EXERCISE DIRECTIONS
Lines of the listing below that contain the string "intval" are to be returned.

DATASET RECORDS
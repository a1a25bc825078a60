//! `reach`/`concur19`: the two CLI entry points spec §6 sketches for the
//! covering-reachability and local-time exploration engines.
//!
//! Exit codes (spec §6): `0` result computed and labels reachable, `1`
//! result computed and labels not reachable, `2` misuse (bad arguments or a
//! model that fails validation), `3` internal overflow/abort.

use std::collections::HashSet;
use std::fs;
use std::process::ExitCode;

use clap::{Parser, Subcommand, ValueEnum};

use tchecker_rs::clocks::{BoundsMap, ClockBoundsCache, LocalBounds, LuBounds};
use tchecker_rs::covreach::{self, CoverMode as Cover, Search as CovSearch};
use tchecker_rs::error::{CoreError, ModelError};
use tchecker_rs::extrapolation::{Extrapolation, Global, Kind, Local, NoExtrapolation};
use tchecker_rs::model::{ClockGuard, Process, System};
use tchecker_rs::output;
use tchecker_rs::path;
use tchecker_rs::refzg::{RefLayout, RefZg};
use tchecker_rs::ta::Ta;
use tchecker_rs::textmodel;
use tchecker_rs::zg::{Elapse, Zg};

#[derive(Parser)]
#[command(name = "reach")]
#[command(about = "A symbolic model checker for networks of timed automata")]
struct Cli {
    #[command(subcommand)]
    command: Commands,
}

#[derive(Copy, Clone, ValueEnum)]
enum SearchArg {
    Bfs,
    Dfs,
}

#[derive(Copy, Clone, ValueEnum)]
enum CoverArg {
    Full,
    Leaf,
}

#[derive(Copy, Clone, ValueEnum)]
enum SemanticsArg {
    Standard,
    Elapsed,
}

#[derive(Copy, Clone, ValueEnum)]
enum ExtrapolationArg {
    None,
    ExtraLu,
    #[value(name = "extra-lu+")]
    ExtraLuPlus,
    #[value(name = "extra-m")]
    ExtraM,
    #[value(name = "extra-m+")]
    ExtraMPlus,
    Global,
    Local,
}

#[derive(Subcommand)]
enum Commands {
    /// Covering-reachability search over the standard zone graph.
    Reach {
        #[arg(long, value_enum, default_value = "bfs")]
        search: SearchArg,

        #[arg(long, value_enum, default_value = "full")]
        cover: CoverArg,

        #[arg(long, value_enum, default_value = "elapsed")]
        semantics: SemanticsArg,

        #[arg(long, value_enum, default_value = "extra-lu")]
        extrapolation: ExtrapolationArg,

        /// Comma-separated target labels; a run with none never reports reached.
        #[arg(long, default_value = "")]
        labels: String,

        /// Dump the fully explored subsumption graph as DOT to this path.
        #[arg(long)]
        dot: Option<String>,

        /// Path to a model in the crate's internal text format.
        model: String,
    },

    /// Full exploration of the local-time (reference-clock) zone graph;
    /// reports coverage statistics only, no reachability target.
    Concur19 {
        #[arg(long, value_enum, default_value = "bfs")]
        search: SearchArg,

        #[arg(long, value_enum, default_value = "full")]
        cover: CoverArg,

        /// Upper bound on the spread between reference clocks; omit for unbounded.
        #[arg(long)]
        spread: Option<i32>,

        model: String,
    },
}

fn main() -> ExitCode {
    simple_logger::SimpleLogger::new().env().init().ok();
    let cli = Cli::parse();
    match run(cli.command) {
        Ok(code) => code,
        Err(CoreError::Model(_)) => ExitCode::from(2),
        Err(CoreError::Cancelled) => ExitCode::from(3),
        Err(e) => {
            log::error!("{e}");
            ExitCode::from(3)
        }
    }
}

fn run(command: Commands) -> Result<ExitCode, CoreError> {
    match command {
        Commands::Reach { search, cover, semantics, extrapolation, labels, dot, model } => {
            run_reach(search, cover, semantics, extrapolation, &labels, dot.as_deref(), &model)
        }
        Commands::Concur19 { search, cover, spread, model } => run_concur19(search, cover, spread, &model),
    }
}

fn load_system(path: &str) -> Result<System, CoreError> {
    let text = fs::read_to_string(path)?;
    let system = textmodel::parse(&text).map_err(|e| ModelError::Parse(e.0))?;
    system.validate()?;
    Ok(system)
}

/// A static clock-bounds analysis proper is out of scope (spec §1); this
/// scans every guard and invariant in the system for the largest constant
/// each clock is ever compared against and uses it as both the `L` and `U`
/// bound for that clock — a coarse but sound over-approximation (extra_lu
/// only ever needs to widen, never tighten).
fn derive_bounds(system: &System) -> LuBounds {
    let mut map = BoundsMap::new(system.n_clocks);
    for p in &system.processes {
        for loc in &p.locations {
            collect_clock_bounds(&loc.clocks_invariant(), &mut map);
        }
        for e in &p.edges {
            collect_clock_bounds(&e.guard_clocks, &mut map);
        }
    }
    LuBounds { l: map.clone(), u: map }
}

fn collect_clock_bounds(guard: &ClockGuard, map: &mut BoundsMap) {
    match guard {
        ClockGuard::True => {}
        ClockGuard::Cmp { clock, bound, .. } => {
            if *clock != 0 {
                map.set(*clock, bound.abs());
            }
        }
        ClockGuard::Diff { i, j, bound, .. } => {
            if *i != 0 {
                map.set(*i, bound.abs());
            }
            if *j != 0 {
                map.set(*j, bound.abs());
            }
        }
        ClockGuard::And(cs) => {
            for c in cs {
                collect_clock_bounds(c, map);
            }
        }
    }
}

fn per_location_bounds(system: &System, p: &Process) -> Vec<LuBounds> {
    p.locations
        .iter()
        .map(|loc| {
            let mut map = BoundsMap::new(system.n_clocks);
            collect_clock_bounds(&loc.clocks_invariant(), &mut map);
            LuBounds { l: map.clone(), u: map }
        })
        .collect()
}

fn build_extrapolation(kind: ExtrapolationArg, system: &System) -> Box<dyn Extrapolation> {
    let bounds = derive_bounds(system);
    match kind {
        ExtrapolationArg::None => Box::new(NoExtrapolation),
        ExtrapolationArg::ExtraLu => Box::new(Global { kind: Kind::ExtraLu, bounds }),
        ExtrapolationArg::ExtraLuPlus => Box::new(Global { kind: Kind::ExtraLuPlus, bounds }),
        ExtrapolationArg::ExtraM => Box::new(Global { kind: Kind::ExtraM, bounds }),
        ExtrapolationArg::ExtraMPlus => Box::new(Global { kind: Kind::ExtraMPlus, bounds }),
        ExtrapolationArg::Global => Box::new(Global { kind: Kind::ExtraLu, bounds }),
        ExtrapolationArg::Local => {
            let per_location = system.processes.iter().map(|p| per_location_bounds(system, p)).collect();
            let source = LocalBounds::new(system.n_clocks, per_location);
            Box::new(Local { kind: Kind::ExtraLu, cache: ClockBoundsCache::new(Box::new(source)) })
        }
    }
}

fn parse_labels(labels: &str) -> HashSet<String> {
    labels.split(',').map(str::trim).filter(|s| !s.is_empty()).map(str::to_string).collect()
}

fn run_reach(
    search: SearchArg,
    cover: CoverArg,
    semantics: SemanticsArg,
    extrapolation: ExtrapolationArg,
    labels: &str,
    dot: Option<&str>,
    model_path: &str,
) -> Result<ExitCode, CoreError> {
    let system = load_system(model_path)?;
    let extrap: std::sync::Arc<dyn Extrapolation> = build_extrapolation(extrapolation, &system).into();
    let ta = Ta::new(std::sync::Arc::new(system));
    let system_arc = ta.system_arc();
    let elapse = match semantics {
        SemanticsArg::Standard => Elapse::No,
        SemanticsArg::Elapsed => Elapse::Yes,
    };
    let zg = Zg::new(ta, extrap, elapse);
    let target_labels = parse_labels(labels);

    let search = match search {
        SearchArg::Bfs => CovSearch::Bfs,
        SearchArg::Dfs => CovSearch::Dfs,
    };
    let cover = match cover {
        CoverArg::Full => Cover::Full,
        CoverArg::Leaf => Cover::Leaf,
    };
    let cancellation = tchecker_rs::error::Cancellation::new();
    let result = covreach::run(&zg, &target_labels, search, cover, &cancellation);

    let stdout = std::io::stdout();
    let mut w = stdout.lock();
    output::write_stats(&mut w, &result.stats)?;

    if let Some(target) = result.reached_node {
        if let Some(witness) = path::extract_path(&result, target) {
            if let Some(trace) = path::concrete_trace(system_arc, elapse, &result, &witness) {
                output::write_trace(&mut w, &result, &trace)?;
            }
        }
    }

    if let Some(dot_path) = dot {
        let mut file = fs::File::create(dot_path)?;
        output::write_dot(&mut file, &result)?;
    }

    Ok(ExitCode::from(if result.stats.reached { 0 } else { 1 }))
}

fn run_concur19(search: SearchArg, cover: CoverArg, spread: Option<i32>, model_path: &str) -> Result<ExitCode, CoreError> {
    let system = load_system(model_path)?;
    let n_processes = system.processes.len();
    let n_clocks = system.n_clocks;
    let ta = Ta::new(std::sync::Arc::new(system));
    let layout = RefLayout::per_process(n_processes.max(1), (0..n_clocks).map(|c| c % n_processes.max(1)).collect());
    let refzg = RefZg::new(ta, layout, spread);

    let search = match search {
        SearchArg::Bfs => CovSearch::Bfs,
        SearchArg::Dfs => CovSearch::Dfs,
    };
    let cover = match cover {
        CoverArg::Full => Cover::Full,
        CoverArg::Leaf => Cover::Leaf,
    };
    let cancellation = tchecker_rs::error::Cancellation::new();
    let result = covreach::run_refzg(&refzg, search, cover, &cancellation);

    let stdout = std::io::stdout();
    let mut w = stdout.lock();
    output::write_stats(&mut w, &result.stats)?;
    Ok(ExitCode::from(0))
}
---
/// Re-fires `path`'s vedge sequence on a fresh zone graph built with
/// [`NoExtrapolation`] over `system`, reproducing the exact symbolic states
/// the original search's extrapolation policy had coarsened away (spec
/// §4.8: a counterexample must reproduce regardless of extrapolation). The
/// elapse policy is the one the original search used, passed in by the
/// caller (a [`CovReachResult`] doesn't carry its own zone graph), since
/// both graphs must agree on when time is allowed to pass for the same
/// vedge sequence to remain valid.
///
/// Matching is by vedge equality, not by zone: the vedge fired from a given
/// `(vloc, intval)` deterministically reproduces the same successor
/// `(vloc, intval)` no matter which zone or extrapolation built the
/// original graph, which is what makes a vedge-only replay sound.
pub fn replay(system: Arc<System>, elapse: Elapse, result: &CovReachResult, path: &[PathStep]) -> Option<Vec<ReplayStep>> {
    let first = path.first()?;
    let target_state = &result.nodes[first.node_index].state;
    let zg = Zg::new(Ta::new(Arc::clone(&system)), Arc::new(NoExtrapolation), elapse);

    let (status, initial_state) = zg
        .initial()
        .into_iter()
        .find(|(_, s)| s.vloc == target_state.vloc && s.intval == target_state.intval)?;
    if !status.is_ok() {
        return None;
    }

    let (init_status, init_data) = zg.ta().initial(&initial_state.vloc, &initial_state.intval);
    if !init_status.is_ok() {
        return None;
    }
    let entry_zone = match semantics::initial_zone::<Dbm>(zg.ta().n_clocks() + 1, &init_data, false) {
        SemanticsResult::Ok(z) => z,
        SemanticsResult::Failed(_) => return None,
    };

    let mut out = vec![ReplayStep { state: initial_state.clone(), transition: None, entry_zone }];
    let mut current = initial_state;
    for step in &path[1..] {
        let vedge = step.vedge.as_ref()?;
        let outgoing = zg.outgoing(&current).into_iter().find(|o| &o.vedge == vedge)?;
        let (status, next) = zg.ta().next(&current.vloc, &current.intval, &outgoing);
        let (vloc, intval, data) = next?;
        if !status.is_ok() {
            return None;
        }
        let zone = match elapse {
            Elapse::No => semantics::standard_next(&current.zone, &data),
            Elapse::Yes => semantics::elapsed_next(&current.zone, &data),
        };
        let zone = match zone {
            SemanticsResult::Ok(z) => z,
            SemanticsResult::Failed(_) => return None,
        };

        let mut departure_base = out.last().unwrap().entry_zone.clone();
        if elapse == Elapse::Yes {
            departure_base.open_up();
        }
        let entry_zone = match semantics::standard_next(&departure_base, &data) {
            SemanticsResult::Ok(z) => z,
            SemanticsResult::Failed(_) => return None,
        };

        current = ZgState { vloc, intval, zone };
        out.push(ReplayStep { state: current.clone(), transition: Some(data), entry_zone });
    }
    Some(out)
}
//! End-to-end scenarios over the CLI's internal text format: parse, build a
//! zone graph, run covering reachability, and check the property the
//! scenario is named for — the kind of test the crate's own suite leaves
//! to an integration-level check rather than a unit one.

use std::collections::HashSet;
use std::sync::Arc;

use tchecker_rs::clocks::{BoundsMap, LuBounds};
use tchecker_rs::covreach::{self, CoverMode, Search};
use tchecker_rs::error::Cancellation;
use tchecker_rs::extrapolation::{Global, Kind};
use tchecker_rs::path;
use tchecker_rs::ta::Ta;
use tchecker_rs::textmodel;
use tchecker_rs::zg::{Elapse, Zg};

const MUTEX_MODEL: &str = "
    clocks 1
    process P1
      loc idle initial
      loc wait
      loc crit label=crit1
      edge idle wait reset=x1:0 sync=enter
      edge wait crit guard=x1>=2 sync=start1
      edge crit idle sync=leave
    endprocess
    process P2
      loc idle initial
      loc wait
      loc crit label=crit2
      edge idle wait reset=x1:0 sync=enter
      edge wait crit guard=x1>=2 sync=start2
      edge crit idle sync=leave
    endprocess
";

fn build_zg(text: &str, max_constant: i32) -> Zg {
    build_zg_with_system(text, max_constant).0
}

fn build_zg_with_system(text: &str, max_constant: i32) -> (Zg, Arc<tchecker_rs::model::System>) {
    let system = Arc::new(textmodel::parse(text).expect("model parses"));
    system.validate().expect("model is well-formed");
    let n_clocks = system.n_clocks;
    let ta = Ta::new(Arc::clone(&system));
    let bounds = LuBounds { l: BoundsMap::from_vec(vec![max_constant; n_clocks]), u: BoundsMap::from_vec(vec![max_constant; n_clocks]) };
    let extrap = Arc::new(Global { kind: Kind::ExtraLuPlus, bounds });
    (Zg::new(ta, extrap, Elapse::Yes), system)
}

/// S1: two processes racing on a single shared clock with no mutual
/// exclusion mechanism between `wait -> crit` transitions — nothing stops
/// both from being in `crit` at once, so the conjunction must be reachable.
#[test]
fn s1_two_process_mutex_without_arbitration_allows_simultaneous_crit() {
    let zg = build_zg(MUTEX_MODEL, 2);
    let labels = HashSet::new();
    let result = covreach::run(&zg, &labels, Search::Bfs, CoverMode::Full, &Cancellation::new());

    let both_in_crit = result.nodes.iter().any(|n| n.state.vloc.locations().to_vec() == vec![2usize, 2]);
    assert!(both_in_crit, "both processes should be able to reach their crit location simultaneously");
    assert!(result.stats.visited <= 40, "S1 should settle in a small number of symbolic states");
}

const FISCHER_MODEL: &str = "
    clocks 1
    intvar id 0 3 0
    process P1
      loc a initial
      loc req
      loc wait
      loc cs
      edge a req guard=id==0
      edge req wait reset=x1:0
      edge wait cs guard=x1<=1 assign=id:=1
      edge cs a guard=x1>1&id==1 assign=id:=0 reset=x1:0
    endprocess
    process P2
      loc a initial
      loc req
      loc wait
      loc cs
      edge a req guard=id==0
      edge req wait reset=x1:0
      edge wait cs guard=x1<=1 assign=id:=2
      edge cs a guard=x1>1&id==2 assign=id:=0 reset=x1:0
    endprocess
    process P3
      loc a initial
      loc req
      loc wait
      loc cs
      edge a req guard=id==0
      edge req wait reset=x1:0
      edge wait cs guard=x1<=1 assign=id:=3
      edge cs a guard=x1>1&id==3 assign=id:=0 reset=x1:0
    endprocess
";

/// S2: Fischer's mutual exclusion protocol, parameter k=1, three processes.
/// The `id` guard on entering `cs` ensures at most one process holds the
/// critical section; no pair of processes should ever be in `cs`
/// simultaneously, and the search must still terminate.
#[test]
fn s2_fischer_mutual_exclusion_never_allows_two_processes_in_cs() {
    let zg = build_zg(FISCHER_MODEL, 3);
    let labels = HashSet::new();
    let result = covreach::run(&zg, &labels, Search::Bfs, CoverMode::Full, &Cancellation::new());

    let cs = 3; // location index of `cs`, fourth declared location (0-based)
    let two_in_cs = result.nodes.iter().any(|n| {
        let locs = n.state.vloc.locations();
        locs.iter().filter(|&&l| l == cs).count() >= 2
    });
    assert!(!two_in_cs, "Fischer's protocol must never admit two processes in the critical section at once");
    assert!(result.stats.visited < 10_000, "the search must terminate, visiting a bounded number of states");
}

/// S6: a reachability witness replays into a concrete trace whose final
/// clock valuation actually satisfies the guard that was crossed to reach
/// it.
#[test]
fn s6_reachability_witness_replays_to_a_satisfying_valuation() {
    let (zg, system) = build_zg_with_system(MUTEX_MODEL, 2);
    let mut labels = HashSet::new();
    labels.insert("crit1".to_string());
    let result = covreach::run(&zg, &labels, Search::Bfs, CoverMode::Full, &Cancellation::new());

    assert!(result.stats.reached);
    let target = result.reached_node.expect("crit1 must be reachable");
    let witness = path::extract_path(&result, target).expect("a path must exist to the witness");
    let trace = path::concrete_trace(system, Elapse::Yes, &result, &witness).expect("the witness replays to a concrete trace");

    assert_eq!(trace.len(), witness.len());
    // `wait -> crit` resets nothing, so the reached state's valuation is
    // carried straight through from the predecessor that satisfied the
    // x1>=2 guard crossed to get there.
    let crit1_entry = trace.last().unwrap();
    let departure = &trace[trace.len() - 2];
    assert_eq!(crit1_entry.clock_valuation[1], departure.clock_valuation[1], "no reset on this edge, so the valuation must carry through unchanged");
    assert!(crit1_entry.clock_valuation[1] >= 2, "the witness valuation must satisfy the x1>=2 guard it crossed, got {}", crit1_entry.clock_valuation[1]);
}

EXERCISE RESULT
/// `(vloc, intval)` deterministically reproduces the same successor
/// `(vloc, intval)` no matter which zone or extrapolation built the
        .find(|(_, s)| s.vloc == target_state.vloc && s.intval == target_state.intval)?;
    let (init_status, init_data) = zg.ta().initial(&initial_state.vloc, &initial_state.intval);
        let (status, next) = zg.ta().next(&current.vloc, &current.intval, &outgoing);
        let (vloc, intval, data) = next?;
        current = ZgState { vloc, intval, zone };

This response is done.